A mí me encanta que me hagan sentir incómoda. Me gusta que me insulten en la cara y que no me den permiso por la calle. Pero lo que hace Damien Hirst va más allá de mis expectativas de urbana malhumorada.
         Ante todo, vemos materiales de diferentes series (Natural History, Pahrmacy, para nombrar algunas) lo cual nos deja imaginando que el factor unificante es el nombre del artista y nada más. Y seguido de esa reflexión, se nos presenta un largo camino hacia la incomodidad de sentirse atascadamente y orgánicamente humanos.
         Las primeras vitrinas, de acrílico inmenso, muestran peces inmóviles, como congelados en plástico. ¡Qué bueno que son peces! Porque como ya dijo Kurt Cobain: “It’s OK to eat fish, ‘cos they don’t have any feelings.” Así que también debe estar OK matarlos para hacer una instalación. Pero veo más vitrinas, con un tiburón. Y me asusta un poco. Pero, bueno, es un pez, es malo; si estuviera vivo, me comería. Bah, algo habrá hecho. En la próxima sala, veo una vaca. Un poco pequeña. Claro, qué pena. (¿Pero si la ves en una parrilla te da tanta pena?) Ehhh, bueno, no sé. Sigo avanzando porque estoy en Londres y esta tarde va a ser hermosa, y esta noche tengo una fiesta, y hace calor, y estoy de vacaciones, ¡Está cortada por la mitad! ¡En diferentes vitrinas! ¡Longitudinalmente! Y su supuesta madre también. Al lado. Trago saliva y paso por entre las dos mitades. Identifico órganos internos. Inmediatamente lo transporto a nuestro propio cuerpo. Huyo de la sala con algo de angustia.

         Un olor un poco pútrido hasta para la capital Europea me llama la atención, pero mi nariz sudamericana supone que se habría roto algún aire acondicionado. Pero… algo se pudre. Es una vitrina con una cabeza de vaca. En un charco de sangre. En estado de descomposición. Acompañada por un coro de moscas. Me acerco y trato de sacar cuanta imagen pueda mientras el olor me lo permita. ¿Hacía falta?

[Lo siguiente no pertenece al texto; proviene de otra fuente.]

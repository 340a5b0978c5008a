//! Configuration management for the annotator

use std::env;
use std::time::Duration;

use serde::Deserialize;
use thiserror::Error;

use crate::annotations::validate_color;
use crate::geometry::MergeConfig;

#[derive(Error, Debug)]
pub enum ConfigError {
    #[error("invalid value for {var}: `{value}` ({reason})")]
    InvalidValue {
        var: &'static str,
        value: String,
        reason: String,
    },
}

#[derive(Debug, Clone, Deserialize)]
pub struct Config {
    pub store: StoreConfig,
    pub geometry: GeometryConfig,
    pub selection: SelectionConfig,
    pub highlight: HighlightConfig,
}

/// Persistence timeouts and the simulated local latency
#[derive(Debug, Clone, Deserialize)]
pub struct StoreConfig {
    pub create_timeout: Duration,
    pub update_timeout: Duration,
    pub delete_timeout: Duration,
    pub load_timeout: Duration,
    pub local_latency: Duration,
}

#[derive(Debug, Clone, Deserialize)]
pub struct GeometryConfig {
    pub line_tolerance: f64,
    pub adjacency_gap: f64,
}

#[derive(Debug, Clone, Deserialize)]
pub struct SelectionConfig {
    /// Delay between pointer release and reading the selection
    pub settle_delay: Duration,
}

#[derive(Debug, Clone, Deserialize)]
pub struct HighlightConfig {
    pub default_color: String,
    pub opacity: f32,
    pub underline_thickness: f64,
}

impl Default for StoreConfig {
    fn default() -> Self {
        StoreConfig {
            create_timeout: Duration::from_secs(8),
            update_timeout: Duration::from_secs(8),
            delete_timeout: Duration::from_secs(5),
            load_timeout: Duration::from_secs(8),
            local_latency: Duration::from_millis(50),
        }
    }
}

impl Default for GeometryConfig {
    fn default() -> Self {
        GeometryConfig {
            line_tolerance: 5.0,
            adjacency_gap: 2.0,
        }
    }
}

impl Default for SelectionConfig {
    fn default() -> Self {
        SelectionConfig {
            settle_delay: Duration::from_millis(10),
        }
    }
}

impl Default for HighlightConfig {
    fn default() -> Self {
        HighlightConfig {
            default_color: "#ffeb3b".to_string(),
            opacity: 0.35,
            underline_thickness: 2.0,
        }
    }
}

impl Default for Config {
    fn default() -> Self {
        Config {
            store: StoreConfig::default(),
            geometry: GeometryConfig::default(),
            selection: SelectionConfig::default(),
            highlight: HighlightConfig::default(),
        }
    }
}

impl GeometryConfig {
    pub fn merge(&self) -> MergeConfig {
        MergeConfig {
            line_tolerance: self.line_tolerance,
            adjacency_gap: self.adjacency_gap,
        }
    }
}

impl Config {
    /// Read `ANNOTATOR_*` variables, falling back to defaults for unset ones
    pub fn from_env() -> Result<Self, ConfigError> {
        Self::from_lookup(|var| env::var(var).ok())
    }

    /// Build from any variable source, e.g. a map in tests
    pub fn from_lookup<F>(lookup: F) -> Result<Self, ConfigError>
    where
        F: Fn(&str) -> Option<String>,
    {
        let defaults = Config::default();
        let lookup = &lookup;

        let config = Config {
            store: StoreConfig {
                create_timeout: millis_var(lookup, "ANNOTATOR_CREATE_TIMEOUT_MS", defaults.store.create_timeout)?,
                update_timeout: millis_var(lookup, "ANNOTATOR_UPDATE_TIMEOUT_MS", defaults.store.update_timeout)?,
                delete_timeout: millis_var(lookup, "ANNOTATOR_DELETE_TIMEOUT_MS", defaults.store.delete_timeout)?,
                load_timeout: millis_var(lookup, "ANNOTATOR_LOAD_TIMEOUT_MS", defaults.store.load_timeout)?,
                local_latency: millis_var(lookup, "ANNOTATOR_LOCAL_LATENCY_MS", defaults.store.local_latency)?,
            },
            geometry: GeometryConfig {
                line_tolerance: parsed_var(lookup, "ANNOTATOR_LINE_TOLERANCE_PX", defaults.geometry.line_tolerance)?,
                adjacency_gap: parsed_var(lookup, "ANNOTATOR_ADJACENCY_GAP_PX", defaults.geometry.adjacency_gap)?,
            },
            selection: SelectionConfig {
                settle_delay: millis_var(lookup, "ANNOTATOR_SETTLE_DELAY_MS", defaults.selection.settle_delay)?,
            },
            highlight: HighlightConfig {
                default_color: lookup("ANNOTATOR_HIGHLIGHT_COLOR").unwrap_or(defaults.highlight.default_color),
                opacity: parsed_var(lookup, "ANNOTATOR_HIGHLIGHT_OPACITY", defaults.highlight.opacity)?,
                underline_thickness: parsed_var(
                    lookup,
                    "ANNOTATOR_UNDERLINE_THICKNESS_PX",
                    defaults.highlight.underline_thickness,
                )?,
            },
        };

        config.validate()?;
        Ok(config)
    }

    fn validate(&self) -> Result<(), ConfigError> {
        if let Err(e) = validate_color(&self.highlight.default_color) {
            return Err(ConfigError::InvalidValue {
                var: "ANNOTATOR_HIGHLIGHT_COLOR",
                value: self.highlight.default_color.clone(),
                reason: e.to_string(),
            });
        }
        if !(0.0..=1.0).contains(&self.highlight.opacity) {
            return Err(ConfigError::InvalidValue {
                var: "ANNOTATOR_HIGHLIGHT_OPACITY",
                value: self.highlight.opacity.to_string(),
                reason: "must be between 0 and 1".to_string(),
            });
        }
        Ok(())
    }
}

fn parsed_var<T>(
    lookup: &dyn Fn(&str) -> Option<String>,
    var: &'static str,
    default: T,
) -> Result<T, ConfigError>
where
    T: std::str::FromStr,
    T::Err: std::fmt::Display,
{
    match lookup(var) {
        Some(value) => match value.trim().parse::<T>() {
            Ok(parsed) => Ok(parsed),
            Err(e) => Err(ConfigError::InvalidValue {
                var,
                reason: e.to_string(),
                value,
            }),
        },
        None => Ok(default),
    }
}

fn millis_var(
    lookup: &dyn Fn(&str) -> Option<String>,
    var: &'static str,
    default: Duration,
) -> Result<Duration, ConfigError> {
    parsed_var(lookup, var, default.as_millis() as u64).map(Duration::from_millis)
}

#[cfg(test)]
mod tests {
    use super::*;
    use std::collections::HashMap;

    #[test]
    fn test_defaults() {
        let config = Config::default();

        assert_eq!(config.store.create_timeout, Duration::from_secs(8));
        assert_eq!(config.store.update_timeout, Duration::from_secs(8));
        assert_eq!(config.store.load_timeout, Duration::from_secs(8));
        assert_eq!(config.store.delete_timeout, Duration::from_secs(5));
        assert_eq!(config.geometry.merge(), MergeConfig::default());
        assert_eq!(config.highlight.default_color, "#ffeb3b");
    }

    fn vars(pairs: &[(&str, &str)]) -> impl Fn(&str) -> Option<String> {
        let map: HashMap<String, String> = pairs
            .iter()
            .map(|(k, v)| (k.to_string(), v.to_string()))
            .collect();
        move |var| map.get(var).cloned()
    }

    #[test]
    fn test_from_lookup() {
        let config = Config::from_lookup(vars(&[
            ("ANNOTATOR_DELETE_TIMEOUT_MS", "1500"),
            ("ANNOTATOR_LINE_TOLERANCE_PX", "4.5"),
        ]))
        .unwrap();
        assert_eq!(config.store.delete_timeout, Duration::from_millis(1500));
        assert_eq!(config.store.create_timeout, Duration::from_secs(8));
        assert_eq!(config.geometry.line_tolerance, 4.5);

        let err = Config::from_lookup(vars(&[("ANNOTATOR_LINE_TOLERANCE_PX", "wide")])).unwrap_err();
        assert!(err.to_string().contains("ANNOTATOR_LINE_TOLERANCE_PX"));

        let err = Config::from_lookup(vars(&[("ANNOTATOR_HIGHLIGHT_OPACITY", "1.5")])).unwrap_err();
        assert!(err.to_string().contains("ANNOTATOR_HIGHLIGHT_OPACITY"));
    }
}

         Entro a un mausoleo de acero quirúrgico. Estantes hasta el techo repletos de instrumentos que dan miedo, como pinzas, bisturíes, serruchos, en fin. Todo lo que usted pueda imaginar que su médico necesita después de administrarle anestesia. Los que pasamos por alguna operación, no podemos más que sentir el acero cerca del hueso, ahí donde quedaron las cicatrices. El cuerpo recuerda. Y esos instrumentos, algunos de antaño, también recuerdan. Hay utensilios de dentista también. Pero el morbo puede más. Observo las pinzas más grandes, las sierras más descomunales, otros instrumentos inentendibles que sólo imagino doblegando carne que va a dejar de ser humana en cualquier momento. Es hora de pasar a otra sala.
         Pastillas. Fármacos. Cajas con leyendas. Aparentemente, el artista vació cuanto botiquín de pariente difunto que haya podido encontrar y se armo una instalación- vademacum gráfico que haría feliz a cualquier estudiante de medicina. Y no me llama mucho la atención mirar cajas y etiquetas. Me voy a la sala de al lado. Me esperan grandes pinturas de puntos en serie de colores. ¡Claro! ¡Los efectos de los fármacos! Bueno, al menos ahora sí, me puedo relajar que no voy a ver nada más perturbador.

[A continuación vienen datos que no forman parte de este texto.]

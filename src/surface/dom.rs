//! Arena-backed element tree
//!
//! A minimal document tree: elements with attributes and ordered children,
//! and text leaves. Nodes are addressed by [`NodeRef`] and never reused, so a
//! handle to a removed node stays invalid.

use std::collections::{BTreeMap, HashMap};

use crate::geometry::NodeRef;

#[derive(Debug, Clone, PartialEq)]
pub enum NodeKind {
    Element {
        tag: String,
        attributes: BTreeMap<String, String>,
    },
    Text(String),
}

#[derive(Debug, Clone)]
pub struct DomNode {
    pub kind: NodeKind,
    pub parent: Option<NodeRef>,
    pub children: Vec<NodeRef>,
}

#[derive(Debug, Default)]
pub struct Dom {
    nodes: HashMap<NodeRef, DomNode>,
    next_id: u64,
}

impl Dom {
    pub fn new() -> Self {
        Self::default()
    }

    fn insert(&mut self, kind: NodeKind, parent: Option<NodeRef>) -> NodeRef {
        self.next_id += 1;
        let node = NodeRef(self.next_id);
        self.nodes.insert(
            node,
            DomNode {
                kind,
                parent,
                children: Vec::new(),
            },
        );
        if let Some(parent) = parent.and_then(|p| self.nodes.get_mut(&p)) {
            parent.children.push(node);
        }
        node
    }

    pub fn create_element(&mut self, tag: &str, parent: Option<NodeRef>) -> NodeRef {
        self.insert(
            NodeKind::Element {
                tag: tag.to_string(),
                attributes: BTreeMap::new(),
            },
            parent,
        )
    }

    pub fn create_text(&mut self, text: &str, parent: NodeRef) -> NodeRef {
        self.insert(NodeKind::Text(text.to_string()), Some(parent))
    }

    pub fn set_attribute(&mut self, node: NodeRef, name: &str, value: &str) {
        if let Some(NodeKind::Element { attributes, .. }) = self.nodes.get_mut(&node).map(|n| &mut n.kind) {
            attributes.insert(name.to_string(), value.to_string());
        }
    }

    pub fn attribute(&self, node: NodeRef, name: &str) -> Option<&str> {
        match &self.nodes.get(&node)?.kind {
            NodeKind::Element { attributes, .. } => attributes.get(name).map(String::as_str),
            NodeKind::Text(_) => None,
        }
    }

    pub fn tag(&self, node: NodeRef) -> Option<&str> {
        match &self.nodes.get(&node)?.kind {
            NodeKind::Element { tag, .. } => Some(tag.as_str()),
            NodeKind::Text(_) => None,
        }
    }

    pub fn text(&self, node: NodeRef) -> Option<&str> {
        match &self.nodes.get(&node)?.kind {
            NodeKind::Text(text) => Some(text.as_str()),
            NodeKind::Element { .. } => None,
        }
    }

    pub fn parent(&self, node: NodeRef) -> Option<NodeRef> {
        self.nodes.get(&node)?.parent
    }

    pub fn children(&self, node: NodeRef) -> &[NodeRef] {
        self.nodes
            .get(&node)
            .map(|n| n.children.as_slice())
            .unwrap_or(&[])
    }

    pub fn contains(&self, node: NodeRef) -> bool {
        self.nodes.contains_key(&node)
    }

    /// Detach a node and drop its whole subtree; returns the number removed
    pub fn remove(&mut self, node: NodeRef) -> usize {
        let parent = match self.nodes.get(&node) {
            Some(n) => n.parent,
            None => return 0,
        };
        if let Some(parent) = parent.and_then(|p| self.nodes.get_mut(&p)) {
            parent.children.retain(|c| *c != node);
        }

        let mut removed = 0;
        let mut stack = vec![node];
        while let Some(current) = stack.pop() {
            if let Some(n) = self.nodes.remove(&current) {
                removed += 1;
                stack.extend(n.children);
            }
        }
        removed
    }

    /// Text descendants in document order
    pub fn text_descendants(&self, node: NodeRef) -> Vec<NodeRef> {
        let mut out = Vec::new();
        let mut stack = vec![node];
        while let Some(current) = stack.pop() {
            match self.nodes.get(&current) {
                Some(DomNode {
                    kind: NodeKind::Text(_),
                    ..
                }) => out.push(current),
                Some(n) => stack.extend(n.children.iter().rev()),
                None => {}
            }
        }
        out
    }

    /// First element child with the given class
    pub fn child_with_class(&self, node: NodeRef, class: &str) -> Option<NodeRef> {
        self.children(node)
            .iter()
            .copied()
            .find(|c| self.attribute(*c, "class") == Some(class))
    }

    pub fn len(&self) -> usize {
        self.nodes.len()
    }

    pub fn is_empty(&self) -> bool {
        self.nodes.is_empty()
    }
}

#[cfg(test)]
mod tests {
    use super::*;

    #[test]
    fn test_tree_and_text_order() {
        let mut dom = Dom::new();
        let page = dom.create_element("div", None);
        dom.set_attribute(page, "data-page-number", "1");
        let layer = dom.create_element("div", Some(page));
        dom.set_attribute(layer, "class", "textLayer");
        let a = dom.create_element("span", Some(layer));
        let b = dom.create_element("span", Some(layer));
        let ta = dom.create_text("Hello ", a);
        let tb = dom.create_text("world", b);

        assert_eq!(dom.text_descendants(page), vec![ta, tb]);
        assert_eq!(dom.parent(ta), Some(a));
        assert_eq!(dom.attribute(page, "data-page-number"), Some("1"));
        assert_eq!(dom.child_with_class(page, "textLayer"), Some(layer));
        assert_eq!(dom.text(tb), Some("world"));
    }

    #[test]
    fn test_remove_subtree() {
        let mut dom = Dom::new();
        let root = dom.create_element("div", None);
        let child = dom.create_element("div", Some(root));
        let leaf = dom.create_text("x", child);

        assert_eq!(dom.remove(child), 2);
        assert!(!dom.contains(leaf));
        assert!(dom.children(root).is_empty());
        assert_eq!(dom.remove(child), 0);
        assert_eq!(dom.len(), 1);
    }
}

         La próxima sala está llena de mosaicos símil  bizantinos pero hechos con alas de mariposas de las más lisérgicas combinaciones de colores. (Mensaje: la naturaleza crea cosas más poderosas que la química humana.) Ahora bien, ¿Qué onda con todas las mariposas muertas? (En seguida, después de haber visto los aceros a los que hay que enfrentarse, las pastillas que hay que tomar, pensamos: hubiera nacido mariposa y sufría menos. ¡Qué frágil que es la vida! ¡Lo que cuesta mantenerla!)
         Paso a una sala cálida. Con humedad tropical simulada por un artefacto, cortinas de plástico transparente, crisálidas en la pared, plantas y … mariposas volando! ¡Sueltas! Odio a los insectos, por más vestido que lleven puesto. Huyo, con un alarido de esa sala del infierno.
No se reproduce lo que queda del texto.